THE PROBLEM:
Locate, in the data below, the line that contains "drops everything else." and the line that contains "pub fn names(&self)"; reproduce exactly those two lines and every line between them, nothing more.

INFORMATION GIVEN:
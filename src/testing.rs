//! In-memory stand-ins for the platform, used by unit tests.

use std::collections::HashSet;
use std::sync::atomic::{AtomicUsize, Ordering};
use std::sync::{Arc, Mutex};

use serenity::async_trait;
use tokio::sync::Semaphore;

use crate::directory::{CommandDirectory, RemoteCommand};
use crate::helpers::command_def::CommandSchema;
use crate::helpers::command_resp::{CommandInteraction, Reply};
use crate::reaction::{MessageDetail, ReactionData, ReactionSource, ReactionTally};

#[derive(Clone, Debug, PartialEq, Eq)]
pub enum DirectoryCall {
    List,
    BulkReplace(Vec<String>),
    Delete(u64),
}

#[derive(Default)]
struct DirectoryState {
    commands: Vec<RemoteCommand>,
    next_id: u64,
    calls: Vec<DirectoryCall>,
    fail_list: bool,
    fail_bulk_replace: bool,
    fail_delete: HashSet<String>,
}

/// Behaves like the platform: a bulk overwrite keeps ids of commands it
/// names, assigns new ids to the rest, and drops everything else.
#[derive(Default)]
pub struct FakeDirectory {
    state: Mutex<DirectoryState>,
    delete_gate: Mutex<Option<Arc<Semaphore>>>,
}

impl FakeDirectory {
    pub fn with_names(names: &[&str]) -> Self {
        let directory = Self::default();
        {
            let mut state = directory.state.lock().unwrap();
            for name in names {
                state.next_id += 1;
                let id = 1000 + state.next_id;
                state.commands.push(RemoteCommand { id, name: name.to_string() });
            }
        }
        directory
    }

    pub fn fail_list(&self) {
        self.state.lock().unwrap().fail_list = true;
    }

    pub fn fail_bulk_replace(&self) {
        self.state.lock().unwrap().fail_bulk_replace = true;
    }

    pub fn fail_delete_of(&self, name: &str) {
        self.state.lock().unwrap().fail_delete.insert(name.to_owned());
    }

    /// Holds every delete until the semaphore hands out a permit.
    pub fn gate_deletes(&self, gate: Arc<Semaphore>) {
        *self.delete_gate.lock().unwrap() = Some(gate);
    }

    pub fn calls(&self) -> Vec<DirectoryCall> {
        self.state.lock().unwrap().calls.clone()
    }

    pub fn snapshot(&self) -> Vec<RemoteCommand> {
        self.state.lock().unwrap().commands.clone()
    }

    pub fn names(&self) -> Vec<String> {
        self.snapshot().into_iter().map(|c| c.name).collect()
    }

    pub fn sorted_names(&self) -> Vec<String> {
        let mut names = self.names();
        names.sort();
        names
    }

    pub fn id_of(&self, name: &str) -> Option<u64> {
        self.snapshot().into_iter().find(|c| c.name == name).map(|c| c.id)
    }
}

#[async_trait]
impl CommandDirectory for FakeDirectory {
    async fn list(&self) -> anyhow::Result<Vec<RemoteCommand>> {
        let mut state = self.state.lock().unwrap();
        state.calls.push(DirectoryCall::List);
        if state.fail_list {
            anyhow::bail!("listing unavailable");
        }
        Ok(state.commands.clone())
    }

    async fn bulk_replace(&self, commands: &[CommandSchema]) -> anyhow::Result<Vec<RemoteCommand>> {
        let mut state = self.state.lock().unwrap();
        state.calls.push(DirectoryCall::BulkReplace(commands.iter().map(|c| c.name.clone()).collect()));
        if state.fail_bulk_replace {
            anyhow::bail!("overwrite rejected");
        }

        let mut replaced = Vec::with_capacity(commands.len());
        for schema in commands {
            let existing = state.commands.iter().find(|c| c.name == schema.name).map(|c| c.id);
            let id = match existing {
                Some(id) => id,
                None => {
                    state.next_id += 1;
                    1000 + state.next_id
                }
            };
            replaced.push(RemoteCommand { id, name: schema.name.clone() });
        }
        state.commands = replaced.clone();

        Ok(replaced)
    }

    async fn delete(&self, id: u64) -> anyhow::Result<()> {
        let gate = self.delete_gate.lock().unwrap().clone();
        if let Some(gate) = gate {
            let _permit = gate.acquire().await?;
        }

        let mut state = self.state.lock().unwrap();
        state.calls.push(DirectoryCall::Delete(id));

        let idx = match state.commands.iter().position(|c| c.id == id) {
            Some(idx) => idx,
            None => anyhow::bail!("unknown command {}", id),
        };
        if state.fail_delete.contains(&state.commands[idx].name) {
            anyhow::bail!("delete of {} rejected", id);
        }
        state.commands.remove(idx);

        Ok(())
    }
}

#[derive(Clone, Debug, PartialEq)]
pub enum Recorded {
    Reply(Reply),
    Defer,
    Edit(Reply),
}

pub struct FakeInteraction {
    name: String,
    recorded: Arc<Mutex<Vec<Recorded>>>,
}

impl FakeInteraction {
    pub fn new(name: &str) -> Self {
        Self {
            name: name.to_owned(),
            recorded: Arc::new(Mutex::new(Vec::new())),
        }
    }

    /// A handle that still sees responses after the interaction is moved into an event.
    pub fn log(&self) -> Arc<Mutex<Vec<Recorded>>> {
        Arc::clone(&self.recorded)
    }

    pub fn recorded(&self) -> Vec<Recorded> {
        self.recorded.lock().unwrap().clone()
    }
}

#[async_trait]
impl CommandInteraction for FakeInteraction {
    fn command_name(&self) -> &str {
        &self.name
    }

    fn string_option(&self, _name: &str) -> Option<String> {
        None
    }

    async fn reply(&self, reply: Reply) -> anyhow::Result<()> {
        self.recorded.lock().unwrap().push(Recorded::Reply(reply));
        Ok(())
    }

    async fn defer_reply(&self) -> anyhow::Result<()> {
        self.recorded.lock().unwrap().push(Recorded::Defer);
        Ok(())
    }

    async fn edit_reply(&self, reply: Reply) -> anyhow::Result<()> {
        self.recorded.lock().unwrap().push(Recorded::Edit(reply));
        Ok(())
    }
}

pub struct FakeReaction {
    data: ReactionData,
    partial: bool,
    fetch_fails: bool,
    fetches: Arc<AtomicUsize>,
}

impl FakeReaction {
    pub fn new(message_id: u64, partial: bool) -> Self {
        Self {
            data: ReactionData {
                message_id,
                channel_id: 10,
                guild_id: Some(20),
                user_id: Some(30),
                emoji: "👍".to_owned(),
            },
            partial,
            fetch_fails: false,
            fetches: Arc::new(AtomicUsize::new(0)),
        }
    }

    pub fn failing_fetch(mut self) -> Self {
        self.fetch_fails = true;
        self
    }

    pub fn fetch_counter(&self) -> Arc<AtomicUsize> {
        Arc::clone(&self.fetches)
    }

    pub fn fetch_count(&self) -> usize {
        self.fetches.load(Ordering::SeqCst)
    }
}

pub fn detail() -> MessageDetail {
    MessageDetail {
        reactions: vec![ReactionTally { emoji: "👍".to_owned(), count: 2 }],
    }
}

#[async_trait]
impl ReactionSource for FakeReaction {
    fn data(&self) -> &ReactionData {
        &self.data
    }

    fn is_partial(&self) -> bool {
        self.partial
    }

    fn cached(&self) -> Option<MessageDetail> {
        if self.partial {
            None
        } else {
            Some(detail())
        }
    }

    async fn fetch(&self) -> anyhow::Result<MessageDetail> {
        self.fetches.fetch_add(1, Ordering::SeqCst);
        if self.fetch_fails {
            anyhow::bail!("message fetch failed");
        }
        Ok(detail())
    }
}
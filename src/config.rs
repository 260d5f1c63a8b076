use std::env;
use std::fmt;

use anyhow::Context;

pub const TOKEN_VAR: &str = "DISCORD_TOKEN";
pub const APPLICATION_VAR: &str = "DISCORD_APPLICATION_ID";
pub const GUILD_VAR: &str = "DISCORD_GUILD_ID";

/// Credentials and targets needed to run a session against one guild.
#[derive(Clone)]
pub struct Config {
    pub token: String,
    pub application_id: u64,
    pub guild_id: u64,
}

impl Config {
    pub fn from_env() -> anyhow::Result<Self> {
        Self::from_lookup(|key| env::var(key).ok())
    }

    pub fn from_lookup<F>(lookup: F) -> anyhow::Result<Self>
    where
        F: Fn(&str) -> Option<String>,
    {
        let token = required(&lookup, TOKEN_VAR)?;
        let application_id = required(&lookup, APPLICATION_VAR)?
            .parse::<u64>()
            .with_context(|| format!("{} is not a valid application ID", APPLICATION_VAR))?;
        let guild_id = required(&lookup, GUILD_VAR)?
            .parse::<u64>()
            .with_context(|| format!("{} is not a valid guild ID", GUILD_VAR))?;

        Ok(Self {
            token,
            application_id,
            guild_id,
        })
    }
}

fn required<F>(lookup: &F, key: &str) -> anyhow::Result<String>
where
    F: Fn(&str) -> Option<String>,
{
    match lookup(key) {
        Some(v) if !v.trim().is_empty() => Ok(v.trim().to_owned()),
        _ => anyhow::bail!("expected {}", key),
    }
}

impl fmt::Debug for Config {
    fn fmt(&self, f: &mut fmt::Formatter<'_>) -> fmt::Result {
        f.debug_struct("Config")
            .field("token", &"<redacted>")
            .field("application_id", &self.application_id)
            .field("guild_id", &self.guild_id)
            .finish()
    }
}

ANSWER SECTION:
/// names, assigns new ids to the rest, and drops everything else.
#[derive(Default)]
pub struct FakeDirectory {
    state: Mutex<DirectoryState>,
    delete_gate: Mutex<Option<Arc<Semaphore>>>,
}

impl FakeDirectory {
    pub fn with_names(names: &[&str]) -> Self {
        let directory = Self::default();
        {
            let mut state = directory.state.lock().unwrap();
            for name in names {
                state.next_id += 1;
                let id = 1000 + state.next_id;
                state.commands.push(RemoteCommand { id, name: name.to_string() });
            }
        }
        directory
    }

    pub fn fail_list(&self) {
        self.state.lock().unwrap().fail_list = true;
    }

    pub fn fail_bulk_replace(&self) {
        self.state.lock().unwrap().fail_bulk_replace = true;
    }

    pub fn fail_delete_of(&self, name: &str) {
        self.state.lock().unwrap().fail_delete.insert(name.to_owned());
    }

    /// Holds every delete until the semaphore hands out a permit.
    pub fn gate_deletes(&self, gate: Arc<Semaphore>) {
        *self.delete_gate.lock().unwrap() = Some(gate);
    }

    pub fn calls(&self) -> Vec<DirectoryCall> {
        self.state.lock().unwrap().calls.clone()
    }

    pub fn snapshot(&self) -> Vec<RemoteCommand> {
        self.state.lock().unwrap().commands.clone()
    }

    pub fn names(&self) -> Vec<String> {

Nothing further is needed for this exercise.